= Beginning of Section =

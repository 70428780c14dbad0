use lazy_static::lazy_static;
use std::{collections::HashMap, fmt::Display};

use crate::Position;

lazy_static! {
    pub static ref RESERVED_LOOKUP: HashMap<&'static str, TokenKind> = {
        let mut map = HashMap::new();
        map.insert("fn", TokenKind::Fn);
        map.insert("let", TokenKind::Let);
        map.insert("true", TokenKind::True);
        map.insert("false", TokenKind::False);
        map.insert("if", TokenKind::If);
        map.insert("else", TokenKind::Else);
        map.insert("return", TokenKind::Return);
        map
    };
}

/// Returns the reserved kind for `ident`, or `Identifier` when it is not a keyword.
pub fn lookup_identifier(ident: &str) -> TokenKind {
    RESERVED_LOOKUP
        .get(ident)
        .copied()
        .unwrap_or(TokenKind::Identifier)
}

#[derive(Debug, PartialEq, Eq, Clone, Copy, Hash)]
pub enum TokenKind {
    EOF,
    Illegal,

    Identifier,
    Integer,

    Assignment, // =
    Equals,     // ==
    Not,        // !
    NotEquals,  // !=

    Plus,
    Dash,
    Star,
    Slash,

    Less,
    Greater,

    Comma,
    Semicolon,

    OpenParen,
    CloseParen,
    OpenCurly,
    CloseCurly,

    // Reserved
    Fn,
    Let,
    True,
    False,
    If,
    Else,
    Return,
}

impl TokenKind {
    /// Maps a byte that always forms a token on its own.
    ///
    /// `=` and `!` are not listed, they need a lookahead to tell them apart
    /// from `==` and `!=`.
    pub fn from_symbol(ch: u8) -> Option<TokenKind> {
        let kind = match ch {
            b';' => TokenKind::Semicolon,
            b'(' => TokenKind::OpenParen,
            b')' => TokenKind::CloseParen,
            b',' => TokenKind::Comma,
            b'+' => TokenKind::Plus,
            b'-' => TokenKind::Dash,
            b'*' => TokenKind::Star,
            b'/' => TokenKind::Slash,
            b'<' => TokenKind::Less,
            b'>' => TokenKind::Greater,
            b'{' => TokenKind::OpenCurly,
            b'}' => TokenKind::CloseCurly,
            _ => return None,
        };

        Some(kind)
    }

    pub fn is_keyword(&self) -> bool {
        matches!(
            self,
            TokenKind::Fn
                | TokenKind::Let
                | TokenKind::True
                | TokenKind::False
                | TokenKind::If
                | TokenKind::Else
                | TokenKind::Return
        )
    }

    fn label(&self) -> &'static str {
        match self {
            TokenKind::EOF => "EOF",
            TokenKind::Illegal => "ILLEGAL",
            TokenKind::Identifier => "IDENT",
            TokenKind::Integer => "INT",
            TokenKind::Assignment => "=",
            TokenKind::Equals => "==",
            TokenKind::Not => "!",
            TokenKind::NotEquals => "!=",
            TokenKind::Plus => "+",
            TokenKind::Dash => "-",
            TokenKind::Star => "*",
            TokenKind::Slash => "/",
            TokenKind::Less => "<",
            TokenKind::Greater => ">",
            TokenKind::Comma => ",",
            TokenKind::Semicolon => ";",
            TokenKind::OpenParen => "(",
            TokenKind::CloseParen => ")",
            TokenKind::OpenCurly => "{",
            TokenKind::CloseCurly => "}",
            TokenKind::Fn => "FUNCTION",
            TokenKind::Let => "LET",
            TokenKind::True => "TRUE",
            TokenKind::False => "FALSE",
            TokenKind::If => "IF",
            TokenKind::Else => "ELSE",
            TokenKind::Return => "RETURN",
        }
    }
}

impl Display for TokenKind {
    fn fmt(&self, f: &mut std::fmt::Formatter<'_>) -> std::fmt::Result {
        write!(f, "{}", self.label())
    }
}

#[derive(Debug, Clone, PartialEq, Eq)]
pub struct Token {
    pub kind: TokenKind,
    pub value: String,
    pub position: Position,
}

impl Display for Token {
    fn fmt(&self, f: &mut std::fmt::Formatter<'_>) -> std::fmt::Result {
        write!(f, "{}({:?})@{}", self.kind, self.value, self.position)
    }
}

impl Token {
    pub fn is_eof(&self) -> bool {
        self.kind == TokenKind::EOF
    }

    pub fn is_illegal(&self) -> bool {
        self.kind == TokenKind::Illegal
    }
}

= End of Section =

◆ **WHAT IS REQUIRED**
Within the lines above, find those holding the word "value" and copy them.

◆ **RESPONSE**
    pub value: String,
        write!(f, "{}({:?})@{}", self.kind, self.value, self.position)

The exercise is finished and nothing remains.